# Primera P12 Air Coc Prob



## stephenfell (May 7, 2004)

HELLO ALL,

I OWN A P12 PRIMERA, SE, 2003. I HAVE NOTICED THAT MY AIR CON COMES ON ON ITS OWN WITH OUT ANY WARING. I CAN BE DRIVING DOWN THE ROAD AND ALL OF A SUDDEN THE AIR CON COME ON. HAS ANYBODY ELSE HAD THIS PROBLEM AND IF SO WHAT IS CAUSEING THS AS NISSAN DEALER HAS NO IDEA.

PLEASE HELP

THANKYOU


----------



## Hendrix (Jan 17, 2004)

It sounds like a short in the system.

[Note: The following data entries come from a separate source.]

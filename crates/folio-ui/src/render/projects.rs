//! Projects section: one card per project record.

use folio_content::{Project, ProjectsFile, format_month};
use maud::{Markup, html};

use crate::render::RenderContext;
use crate::render::html::{badge, badge_class, external_link};

/// Render the projects section from a decoded projects file.
#[must_use]
pub fn render_projects(ctx: &RenderContext<'_>, file: &ProjectsFile) -> String {
    let labels = &file.labels;
    html! {
        section class="projects-section py-5" {
            div class="container" {
                h2 class="mb-4" { (labels.get(ctx.language, "title")) }
                @if file.items.is_empty() {
                    p class="text-muted" { (labels.get(ctx.language, "empty")) }
                } @else {
                    div class="row g-4" {
                        @for project in &file.items {
                            (project_card(ctx, file, project))
                        }
                    }
                }
            }
        }
    }
    .into_string()
}

fn project_card(ctx: &RenderContext<'_>, file: &ProjectsFile, project: &Project) -> Markup {
    let language = ctx.language;
    let labels = &file.labels;
    let title = project.title.resolve(language);
    let role = project.role.resolve(language);
    let description = project.description.resolve(language);
    let links: Vec<_> = [
        (project.links.github.as_deref(), "btn btn-sm btn-dark me-2", "viewCode"),
        (project.links.demo.as_deref(), "btn btn-sm btn-primary me-2", "liveDemo"),
        (project.links.paper.as_deref(), "btn btn-sm btn-outline-secondary me-2", "paper"),
    ]
    .into_iter()
    .filter_map(|(href, class, key)| href.map(|href| (href, class, key)))
    .collect();

    html! {
        div class="col-md-6 col-lg-4" {
            div class="card h-100 shadow-sm" id=(format!("project-{}", project.id)) {
                @if let Some(image) = &project.image {
                    img src=(image) class="card-img-top" alt=(title);
                }
                div class="card-body" {
                    h5 class="card-title" { (title) }
                    div class="mb-2" {
                        @if let Some(status) = &project.status {
                            (badge(badge_class(status.key()), labels.get(language, status.key())))
                        }
                        @if project.featured {
                            (badge("bg-warning text-dark", labels.get(language, "featured")))
                        }
                    }
                    @if let Some(range) = date_range(ctx, file, project) {
                        p class="text-muted small mb-2" { (range) }
                    }
                    @if !role.is_empty() {
                        p class="small mb-2" {
                            strong { (labels.get(language, "role")) ":" }
                            " "
                            (role)
                        }
                    }
                    @if !description.is_empty() {
                        p class="card-text" { (description) }
                    }
                    @if !project.tags.is_empty() {
                        div class="mb-3" {
                            @for tag in &project.tags {
                                (badge("bg-light text-dark", tag))
                            }
                        }
                    }
                    @if !links.is_empty() {
                        div class="project-links" {
                            @for (href, class, key) in &links {
                                (external_link(href, class, labels.get(language, key)))
                            }
                        }
                    }
                }
            }
        }
    }
}

fn date_range(ctx: &RenderContext<'_>, file: &ProjectsFile, project: &Project) -> Option<String> {
    let start = project.start_date.as_deref()?;
    let end = project.end_date.as_deref().map_or_else(
        || file.labels.get(ctx.language, "present").to_string(),
        |end| format_month(end, ctx.language),
    );
    Some(format!("{} – {end}", format_month(start, ctx.language)))
}
//! Same-origin JSON fetches through `gloo-net`.

use async_trait::async_trait;
use gloo_net::http::Request;
use serde_json::Value;

use crate::core::error::SourceError;
use crate::core::ports::ContentSource;

/// Content source issuing `GET` requests relative to the page.
#[derive(Clone, Copy, Debug, Default)]
pub struct HttpSource;

#[async_trait(?Send)]
impl ContentSource for HttpSource {
    async fn fetch_json(&self, path: &str) -> Result<Value, SourceError> {
        let response = Request::get(path)
            .send()
            .await
            .map_err(|err| SourceError::Transport {
                path: path.to_string(),
                detail: err.to_string(),
            })?;
        if !response.ok() {
            return Err(SourceError::Unavailable {
                path: path.to_string(),
                status: response.status(),
            });
        }
        let body = response.text().await.map_err(|err| SourceError::Transport {
            path: path.to_string(),
            detail: err.to_string(),
        })?;
        serde_json::from_str(&body).map_err(|source| SourceError::Decode {
            path: path.to_string(),
            source,
        })
    }
}
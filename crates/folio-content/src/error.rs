//! Error types for content decoding.

use thiserror::Error;

/// Result alias for content operations.
pub type ContentResult<T> = Result<T, ContentError>;

/// Errors raised while decoding translation tables and content files.
#[derive(Debug, Error)]
pub enum ContentError {
    /// Language tag is not one the site supports.
    #[error("unsupported language")]
    UnknownLanguage {
        /// Tag supplied by the caller.
        value: String,
    },
    /// Translation table root was not a JSON object.
    #[error("translation table must be a JSON object")]
    TableShape {
        /// JSON type found at the root.
        found: &'static str,
    },
    /// Translation table held no language sub-tree at all.
    #[error("translation table has no language catalogs")]
    NoCatalogs,
    /// A content file did not match the expected record shape.
    #[error("invalid content file")]
    Records {
        /// Underlying serde error.
        source: serde_json::Error,
    },
    /// Raw text was not valid JSON.
    #[error("invalid JSON document")]
    Json {
        /// Underlying serde error.
        source: serde_json::Error,
    },
}
//! Core, DOM-free controller, ports and their in-memory implementations.
pub mod actions;
pub mod config;
pub mod controller;
pub mod error;
pub mod memory;
pub mod ports;
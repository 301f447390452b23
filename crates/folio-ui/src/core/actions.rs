//! User actions routed through the controller's dispatcher.

/// Attribute naming the action on a clickable element.
pub const ACTION_ATTRIBUTE: &str = "data-action";
/// Attribute carrying the action argument.
pub const VALUE_ATTRIBUTE: &str = "data-value";

/// Action name for language switch buttons.
pub const SET_LANGUAGE: &str = "set-language";
/// Action name for publication detail toggles.
pub const TOGGLE_PUBLICATION: &str = "toggle-publication";

/// Action triggered from rendered markup or an exported hook.
#[derive(Clone, Debug, PartialEq, Eq)]
pub enum PageAction {
    /// Switch to the given language tag.
    SetLanguage(String),
    /// Expand or collapse a publication's detail panel.
    TogglePublication(String),
}

impl PageAction {
    /// Decode an action from `data-action` / `data-value` attribute values.
    #[must_use]
    pub fn from_data(action: &str, value: &str) -> Option<Self> {
        let value = value.trim();
        if value.is_empty() {
            return None;
        }
        match action {
            SET_LANGUAGE => Some(Self::SetLanguage(value.to_string())),
            TOGGLE_PUBLICATION => Some(Self::TogglePublication(value.to_string())),
            _ => None,
        }
    }

    /// Attribute pair that makes an element dispatch this action when clicked.
    #[must_use]
    pub fn data_attributes(&self) -> (&'static str, &str) {
        match self {
            Self::SetLanguage(tag) => (SET_LANGUAGE, tag.as_str()),
            Self::TogglePublication(id) => (TOGGLE_PUBLICATION, id.as_str()),
        }
    }
}

#[cfg(test)]
mod tests {
    use super::*;

    #[test]
    fn data_attributes_decode_to_actions() {
        assert_eq!(
            PageAction::from_data("set-language", "zh"),
            Some(PageAction::SetLanguage("zh".to_string()))
        );
        assert_eq!(
            PageAction::from_data("toggle-publication", " sketch "),
            Some(PageAction::TogglePublication("sketch".to_string()))
        );
        assert_eq!(PageAction::from_data("set-language", ""), None);
        assert_eq!(PageAction::from_data("delete", "x"), None);
    }

    #[test]
    fn attributes_match_decoder() {
        let action = PageAction::TogglePublication("p1".to_string());
        let (name, value) = action.data_attributes();
        assert_eq!(PageAction::from_data(name, value), Some(action.clone()));
    }
}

Check the switch for the A/C maybe even replace it if the price isn't too bad.


----------



## enginekiller (Aug 31, 2005)

Hi I'm a new member and I own a primera p12 since 2003. I want to disable the seatbelt beepers can anyone help me to do this;


----------



## merv (Apr 9, 2007)

stephenfell said:


> HELLO ALL,
> 
> I OWN A P12 PRIMERA, SE, 2003. I HAVE NOTICED THAT MY AIR CON COMES ON ON ITS OWN WITH OUT ANY WARING. I CAN BE DRIVING DOWN THE ROAD AND ALL OF A SUDDEN THE AIR CON COME ON. HAS ANYBODY ELSE HAD THIS PROBLEM AND IF SO WHAT IS CAUSEING THS AS NISSAN DEALER HAS NO IDEA.
> 
> ...


Hi Stephen
I have a similar problem. Did you find out what caused it, please?
Merv


----------



## merv (Apr 9, 2007)

Hi Stephen
I have a similar problem - did you find out the cause, please?
Merv


----------